The lawsuit filed by House Republicans in 2014 alleges that the Obama administration was "unconstitutionally spending money that Congress had not formally appropriated" to provide subsidies for "working poor policyholders."
A district court judge in Washington, D.C. ruled in favor of the GOP lawsuit in a May 2016 decision. The ruling has since been appealed.
Anthony Wright, executive director of advocacy group Health Access California, said low-income residents in the state stand to lose an estimated $900 million in subsidies if the decision stands.
"Losing that $900 million would not just raise deductibles and copayments for hundreds of thousands of Californians, but also spike premiums and potentially crash our individual insurance market," said Wright.
Health Access California estimates that eliminating cost-sharing subsides would raise annual deductibles for someone making under 150% of the poverty level from $75 per year to $2,500 and "take a wrecking ball" to the health insurance market in the state.
'A Fine Line'
Analysts say there are limits to how far the Trump administration can go in dismantling the ACA without Congressional action.
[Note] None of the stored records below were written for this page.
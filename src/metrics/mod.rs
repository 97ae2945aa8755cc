// Copyright 2025 The mt-eval Authors
// Licensed under the Apache License, Version 2.0 (the "License");
// you may not use this file except in compliance with the License.
// You may obtain a copy of the License at
//     http://www.apache.org/licenses/LICENSE-2.0
// Unless required by applicable law or agreed to in writing, software
// distributed under the License is distributed on an "AS IS" BASIS,
// WITHOUT WARRANTIES OR CONDITIONS OF ANY KIND, either express or implied.
// See the License for the specific language governing permissions and
// limitations under the License.

//! # Translation quality metrics
//!
//! Corpus-level BLEU and chrF (compatible with sacreBLEU defaults) are computed in-process.
//! COMET is delegated to the `comet-score` program.
//!
//! ```
//! use mt_eval::metrics::{Bleu, Scorer};
//!
//! let bleu = Bleu::new(false);
//! let hypotheses = vec!["The cat sat on the mat.".to_string()];
//! let references = vec!["The cat sat on the mat.".to_string()];
//! let score = bleu.corpus_bleu(&hypotheses, &references)?;
//! assert!((score.score - 100.0).abs() < 1e-9);
//! # Ok::<(), mt_eval::EvalError>(())
//! ```

mod bleu;
mod chrf;
mod comet;
mod tokenizer;

pub use bleu::{Bleu, BleuScore, MAX_NGRAM_ORDER};
pub use chrf::ChrF;
pub use comet::{parse_system_score, Comet, DEFAULT_COMET_MODEL};
pub use tokenizer::Tokenizer13a;

use crate::common::error::EvalError;

/// # Corpus-level scorer
pub trait Scorer {
    /// Column name in reports
    fn name(&self) -> &'static str;

    /// Scores `hypotheses` against `references`. The three slices are aligned sentence by
    /// sentence; sources are only used by metrics that need them.
    fn corpus_score(
        &self,
        sources: &[String],
        hypotheses: &[String],
        references: &[String],
    ) -> Result<f64, EvalError>;
}

pub(crate) fn check_lengths(
    sources: &[String],
    hypotheses: &[String],
    references: &[String],
) -> Result<(), EvalError> {
    if hypotheses.is_empty() {
        return Err(EvalError::MetricError(
            "cannot score an empty corpus".to_string(),
        ));
    }
    if sources.len() != hypotheses.len() || hypotheses.len() != references.len() {
        return Err(EvalError::MetricError(format!(
            "misaligned corpus: {} sources, {} hypotheses, {} references",
            sources.len(),
            hypotheses.len(),
            references.len()
        )));
    }
    Ok(())
}

/// Rounds a score to two decimals, as written in reports.
pub fn round2(value: f64) -> f64 {
    (value * 100.0).round() / 100.0
}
Health & Human Services Secretary Tom Price, MD, "risks being sued for failure to implement the ACA if they go too far," said Kominski. "So there is a fine line."
The GOP can also pursue reforms to Medicaid that would cap federal funding to states but those kinds of changes would require Congressional action—something lawmakers may not wish to pursue after the defeat of the AHCA.
"Even if they can get to yes in the House, it's not clear that there is anything in the middle of the Venn diagram between the House Freedom Caucus (HFC) and the moderates in the Senate unless the HFC decides to allow almost all of the Medicaid expansion to remain in place," said Weinberg.